FIG. 23 illustrates the construction of a surface shape measuring apparatus disclosed in U.S. Pat. No. 6,249,351. The disclosed surface shape measuring apparatus includes a light source 101, a lens 103, a beam splitter 105, a reference mirror 130, a beam combiner 170 in the form of a diffraction grating, a lens 171, a lens 173, and a photoelectric conversion element 175. In that surface shape measuring apparatus, light is obliquely illuminated to a sample 360 and the shape of the sample 360 is determined from an interference signal detected by the photoelectric conversion element 175. The light received by the photoelectric conversion element 175 includes the reflected light from the front surface of a resist and the reflected light from the rear surface of the resist. This raises a difficulty in accurately measuring the shape of the resist front surface. FIG. 21 illustrates an interference signal obtained in the known apparatus, illustrated in FIG. 23, when the sample 360 is scanned by an actuator 397 in a direction perpendicular to the sample surface. The interference signal in FIG. 21 is obtained when measuring a sample which has no patterns on a wafer and which is coated with only a resist, as illustrated in FIG. 22. Because the received light includes not only the reflected light from the front surface of the resist but also the reflected light from the rear surface of the resist, the resulting interference signal is measured in such a state that the interference generated by the reflected light from the rear surface of the resist affects the interference generated by the reflected light from the front surface of the resist in a superimposed manner. This leads to a difficulty in accurately detecting height information of the resist front surface by using only the reflected light from the front surface of the resist. To measure the interference signal while separating the reflected lights from the front and rear surfaces of the resist, U.S. Pat. No. 6,249,351 proposes a method of increasing the reflectance at the front surface of the resist by increasing an incident angle upon the substrate. U.S. Pat. No. 6,249,351 says that the proposed method is effective in relatively intensifying the reflected light from the front surface of the resist on the substrate as compared with the reflected light from the rear surface of the resist.
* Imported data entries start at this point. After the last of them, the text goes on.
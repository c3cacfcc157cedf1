use std::sync::Arc;

use crate::app::error::Result;
use crate::config::RunConfig;
use crate::fetcher::http_fetcher::HttpFetcher;
use crate::fetcher::parallel::ParallelResolver;
use crate::fetcher::Fetcher;
use crate::normalizer::Normalizer;
use crate::sanitizer::ContentSanitizer;

pub struct AppContext {
    pub config: Arc<RunConfig>,
    pub fetcher: Arc<dyn Fetcher + Send + Sync>,
    pub resolver: ParallelResolver,
    pub normalizer: Normalizer,
}

impl AppContext {
    pub fn new(config: RunConfig) -> Result<Self> {
        let fetcher: Arc<dyn Fetcher + Send + Sync> =
            Arc::new(HttpFetcher::new(&config.user_agent, config.item_timeout)?);
        Ok(Self::with_fetcher(config, fetcher))
    }

    /// Wire the components around an existing fetcher.
    pub fn with_fetcher(config: RunConfig, fetcher: Arc<dyn Fetcher + Send + Sync>) -> Self {
        let sanitizer = Arc::new(ContentSanitizer::new(&config.sanitizer));
        let resolver = ParallelResolver::new(fetcher.clone(), sanitizer, &config);

        Self {
            config: Arc::new(config),
            fetcher,
            resolver,
            normalizer: Normalizer::new(),
        }
    }
}
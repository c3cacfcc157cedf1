//! Canned-response fetcher for tests.

use std::collections::HashMap;
use std::sync::atomic::{AtomicUsize, Ordering};
use std::time::Duration;

use async_trait::async_trait;
use url::Url;

use crate::app::FetchFailure;
use crate::fetcher::{FetchOutcome, FetchedBody, Fetcher};

#[derive(Clone)]
enum Script {
    Page { body: String, final_url: Option<String> },
    Failure(FetchFailure),
    Slow { body: String, delay: Duration },
}

#[derive(Default)]
pub struct ScriptedFetcher {
    scripts: HashMap<String, Script>,
    in_flight: AtomicUsize,
    peak: AtomicUsize,
}

impl ScriptedFetcher {
    pub fn new() -> Self {
        Self::default()
    }

    pub fn page(mut self, url: &str, body: &str) -> Self {
        self.scripts.insert(
            url.to_string(),
            Script::Page {
                body: body.to_string(),
                final_url: None,
            },
        );
        self
    }

    pub fn redirected(mut self, url: &str, final_url: &str, body: &str) -> Self {
        self.scripts.insert(
            url.to_string(),
            Script::Page {
                body: body.to_string(),
                final_url: Some(final_url.to_string()),
            },
        );
        self
    }

    pub fn failure(mut self, url: &str, failure: FetchFailure) -> Self {
        self.scripts.insert(url.to_string(), Script::Failure(failure));
        self
    }

    pub fn slow(mut self, url: &str, body: &str, delay: Duration) -> Self {
        self.scripts.insert(
            url.to_string(),
            Script::Slow {
                body: body.to_string(),
                delay,
            },
        );
        self
    }

    /// Highest number of fetches observed running at once.
    pub fn peak_concurrency(&self) -> usize {
        self.peak.load(Ordering::SeqCst)
    }
}

#[async_trait]
impl Fetcher for ScriptedFetcher {
    async fn fetch(&self, url: &Url) -> FetchOutcome {
        let now = self.in_flight.fetch_add(1, Ordering::SeqCst) + 1;
        self.peak.fetch_max(now, Ordering::SeqCst);

        // Yield so concurrent tasks overlap even for instant responses.
        tokio::time::sleep(Duration::from_millis(5)).await;

        let script = self.scripts.get(url.as_str()).cloned();
        let outcome = match script {
            Some(Script::Page { body, final_url }) => {
                let final_url = final_url
                    .and_then(|u| Url::parse(&u).ok())
                    .unwrap_or_else(|| url.clone());
                Ok(FetchedBody {
                    final_url,
                    body: body.into_bytes(),
                    charset: None,
                })
            }
            Some(Script::Slow { body, delay }) => {
                tokio::time::sleep(delay).await;
                Ok(FetchedBody {
                    final_url: url.clone(),
                    body: body.into_bytes(),
                    charset: None,
                })
            }
            Some(Script::Failure(failure)) => Err(failure),
            None => Err(FetchFailure::Status(404)),
        };

        self.in_flight.fetch_sub(1, Ordering::SeqCst);
        outcome
    }
}
use std::borrow::Cow;

use chrono::{DateTime, Utc};
use encoding_rs::{Encoding, UTF_8, WINDOWS_1252};
use url::Url;

/// How far into the document a `<meta>` charset declaration is looked for.
const META_SNIFF_LEN: usize = 1024;

/// A fetched article page, before extraction.
#[derive(Debug, Clone)]
pub struct RawPage {
    /// Final URL after redirects; relative links resolve against this.
    pub source_url: Url,
    pub html: Vec<u8>,
    /// Charset from the response `Content-Type`, when it named one.
    pub charset: Option<String>,
    pub fetched_at: DateTime<Utc>,
}

impl RawPage {
    pub fn new(source_url: Url, html: Vec<u8>) -> Self {
        Self {
            source_url,
            html,
            charset: None,
            fetched_at: Utc::now(),
        }
    }

    pub fn with_charset(mut self, charset: Option<String>) -> Self {
        self.charset = charset;
        self
    }

    /// Decode the page.
    ///
    /// A byte order mark wins, then the `Content-Type` charset, then a
    /// `<meta>` declaration near the top. Undeclared pages are read as UTF-8,
    /// falling back to windows-1252 when they are not valid UTF-8.
    pub fn text(&self) -> Cow<'_, str> {
        let declared = self
            .charset
            .as_deref()
            .and_then(|label| Encoding::for_label(label.trim().as_bytes()))
            .or_else(|| sniff_meta_charset(&self.html).and_then(Encoding::for_label));

        match declared {
            Some(encoding) => encoding.decode(&self.html).0,
            None => {
                let (text, _, malformed) = UTF_8.decode(&self.html);
                if malformed {
                    WINDOWS_1252.decode(&self.html).0
                } else {
                    text
                }
            }
        }
    }
}

/// The value of the first `charset=` in the head of the document. Covers both
/// `<meta charset="...">` and the `http-equiv` content form.
fn sniff_meta_charset(html: &[u8]) -> Option<&[u8]> {
    let head = &html[..html.len().min(META_SNIFF_LEN)];
    let start = head.windows(8).position(|w| w.eq_ignore_ascii_case(b"charset="))? + 8;

    let rest = &head[start..];
    let rest = rest
        .strip_prefix(b"\"")
        .or_else(|| rest.strip_prefix(b"'"))
        .unwrap_or(rest);
    let end = rest
        .iter()
        .position(|&b| matches!(b, b'"' | b'\'' | b';' | b'>' | b'/') || b.is_ascii_whitespace())
        .unwrap_or(rest.len());

    Some(&rest[..end]).filter(|label| !label.is_empty())
}

#[cfg(test)]
mod tests {
    use super::*;

    fn page(html: &[u8]) -> RawPage {
        RawPage::new(Url::parse("https://example.com/a").unwrap(), html.to_vec())
    }

    #[test]
    fn test_meta_charset_is_honoured() {
        let raw = page(b"<html><head><meta charset=\"iso-8859-1\"></head><body><p>Caf\xe9 cr\xe8me br\xfbl\xe9e</p></body></html>");
        assert!(raw.text().contains("Caf\u{e9} cr\u{e8}me br\u{fb}l\u{e9}e"));
    }

    #[test]
    fn test_http_equiv_charset_is_honoured() {
        let raw = page(
            b"<html><head><meta http-equiv=\"Content-Type\" content=\"text/html; charset=windows-1252\"></head><body>\x93quoted\x94</body></html>",
        );
        assert!(raw.text().contains("\u{201c}quoted\u{201d}"));
    }

    #[test]
    fn test_header_charset_wins_over_meta() {
        let raw = page(b"<meta charset=\"utf-8\"><p>Stra\xdfe</p>").with_charset(Some("ISO-8859-1".into()));
        assert!(raw.text().contains("Stra\u{df}e"));
    }

    #[test]
    fn test_utf8_is_the_default() {
        let raw = page("<p>Grüße</p>".as_bytes());
        assert_eq!(raw.text(), "<p>Grüße</p>");
    }

    #[test]
    fn test_undeclared_invalid_utf8_falls_back_to_windows_1252() {
        let raw = page(b"<p>na\xefve</p>");
        assert_eq!(raw.text(), "<p>na\u{ef}ve</p>");
    }

    #[test]
    fn test_sniff_meta_charset_forms() {
        assert_eq!(sniff_meta_charset(b"<meta charset=utf-8>"), Some(&b"utf-8"[..]));
        assert_eq!(sniff_meta_charset(b"<meta charset='koi8-r'/>"), Some(&b"koi8-r"[..]));
        assert_eq!(sniff_meta_charset(b"<meta charset=\"\">"), None);
        assert_eq!(sniff_meta_charset(b"<p>no declaration</p>"), None);
    }
}
pub mod context;
pub mod error;

pub use context::AppContext;
pub use error::{AssemblyError, FetchFailure, ItemError, LaterError, Result};
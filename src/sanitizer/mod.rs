//! Article extraction and cleanup.
//!
//! ```text
//! RawPage → ContentExtractor (density scoring) → MarkupWriter (XHTML) → Chapter
//! ```
//!
//! Images stay remote: `<img>` sources are made absolute and the chapter is
//! flagged so its manifest entry declares `remote-resources`.

mod config;
mod extractor;
mod markup;

pub use config::SanitizerConfig;
pub use extractor::{Candidate, ContentExtractor, Stats};
pub use markup::{Markup, MarkupWriter};

use scraper::{Html, Selector};
use url::Url;

use crate::app::ItemError;
use crate::domain::{Chapter, FeedItem, RawPage};

/// Turns raw article pages into chapter bodies.
pub struct ContentSanitizer {
    extractor: ContentExtractor,
    base_selector: Option<Selector>,
}

impl ContentSanitizer {
    pub fn new(config: &SanitizerConfig) -> Self {
        Self {
            extractor: ContentExtractor::new(config),
            base_selector: Selector::parse("base[href]").ok(),
        }
    }

    /// Extract the readable region of `page` and rewrite it as an XHTML
    /// fragment.
    pub fn sanitize(&self, page: &RawPage, title: &str) -> Result<Markup, ItemError> {
        let document = Html::parse_document(&page.text());

        let best = self
            .extractor
            .best_candidate(&document)
            .ok_or_else(|| ItemError::Extraction("no plausible content region".into()))?;

        tracing::debug!(
            "Selected <{}> in {} (score {:.1}, {} paragraphs)",
            best.element.value().name(),
            page.source_url,
            best.score,
            best.stats.paragraphs
        );

        let base = self.base_url(&document, &page.source_url);
        let markup = MarkupWriter::new(&self.extractor, &base)
            .skip_heading_matching(title)
            .write(best.element);

        if markup.html.trim().is_empty() {
            return Err(ItemError::Extraction("content region is empty after cleanup".into()));
        }

        Ok(markup)
    }

    /// Sanitize `page` into the chapter for `item`.
    pub fn chapter(&self, item: &FeedItem, page: &RawPage) -> Result<Chapter, ItemError> {
        let markup = self.sanitize(page, &item.title)?;
        Ok(Chapter::from_item(item, markup.html, markup.has_remote_resources))
    }

    /// `<base href>` when present, else the page URL.
    fn base_url(&self, document: &Html, page_url: &Url) -> Url {
        self.base_selector
            .as_ref()
            .and_then(|sel| document.select(sel).next())
            .and_then(|el| el.value().attr("href"))
            .and_then(|href| page_url.join(href).ok())
            .unwrap_or_else(|| page_url.clone())
    }
}
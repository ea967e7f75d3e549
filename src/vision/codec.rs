//! Encoded image decoding
//!
//! Turns a compressed byte buffer (JPEG, PNG, ...) into a 3-channel 8-bit
//! pixel matrix. Grayscale and alpha inputs are normalized to RGB.

use image::RgbImage;
use tracing::{debug, warn};

use super::error::CodecError;

/// Decode `length` bytes of `data` into an RGB pixel matrix
///
/// `data` is `None` when the host handed over no buffer at all. A declared
/// length larger than the buffer is treated as invalid input rather than
/// read past the end.
pub fn decode(data: Option<&[u8]>, length: usize) -> Result<RgbImage, CodecError> {
    let Some(data) = data else {
        warn!("Image decode rejected: no buffer supplied");
        return Err(CodecError::InvalidInput);
    };
    if length == 0 || length > data.len() {
        warn!(
            "Image decode rejected: declared length {} for a {} byte buffer",
            length,
            data.len()
        );
        return Err(CodecError::InvalidInput);
    }

    let decoded = image::load_from_memory(&data[..length]).map_err(|e| {
        warn!("Failed to decode image data: {}", e);
        CodecError::Decode(e.to_string())
    })?;

    let rgb = decoded.to_rgb8();
    debug!(
        "Decoded image data: {}x{}, channels: 3",
        rgb.width(),
        rgb.height()
    );
    Ok(rgb)
}

/// Decode a whole byte slice
pub fn decode_bytes(data: &[u8]) -> Result<RgbImage, CodecError> {
    decode(Some(data), data.len())
}

#[cfg(test)]
pub(crate) fn encode_jpeg(image: &RgbImage) -> Vec<u8> {
    let mut buf = Vec::new();
    let encoder = image::codecs::jpeg::JpegEncoder::new_with_quality(&mut buf, 90);
    image
        .write_with_encoder(encoder)
        .expect("in-memory JPEG encode");
    buf
}

#[cfg(test)]
pub(crate) fn encode_png(image: &RgbImage) -> Vec<u8> {
    let mut buf = std::io::Cursor::new(Vec::new());
    image
        .write_to(&mut buf, image::ImageFormat::Png)
        .expect("in-memory PNG encode");
    buf.into_inner()
}
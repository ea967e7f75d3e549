//! Storage Layer
//!
//! Per-user directories for configuration and downloaded model artifacts.

use anyhow::Result;
use std::path::PathBuf;

fn project_dirs() -> Result<directories::ProjectDirs> {
    directories::ProjectDirs::from("com", "textsight", "TextSight")
        .ok_or_else(|| anyhow::anyhow!("Could not determine home directory"))
}

/// Get the application data directory
pub fn get_data_dir() -> Result<PathBuf> {
    let data_dir = project_dirs()?.data_dir().to_path_buf();
    std::fs::create_dir_all(&data_dir)?;

    Ok(data_dir)
}

/// Get the configuration directory
pub fn get_config_dir() -> Result<PathBuf> {
    let config_dir = project_dirs()?.config_dir().to_path_buf();
    std::fs::create_dir_all(&config_dir)?;

    Ok(config_dir)
}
However, when the substrate is made of Al or Cu and has high reflectance, the rear surface of the resist (i.e., the resist/substrate interface) has high reflectance to such an extent that the influence of the reflected light from the rear surface of the resist cannot be sufficiently suppressed even when the incident angle of the light upon the substrate is set to a large value. Accordingly, errors are generated in a value resulting from measuring the resist front surface.
Further, when a gas gauge sensor is used as described in PCT Application Domestic Laid-Open No. 2006-514744, specific problems arise in that fine particles mixed in gas are also sprayed onto the wafer, and that the gas gauge sensor cannot be used in an exposure apparatus operating in vacuum, e.g., an EUV (Extreme Ultraviolet) exposure apparatus using an extreme ultraviolet light, because a degree of vacuum deteriorates with the sprayed gas.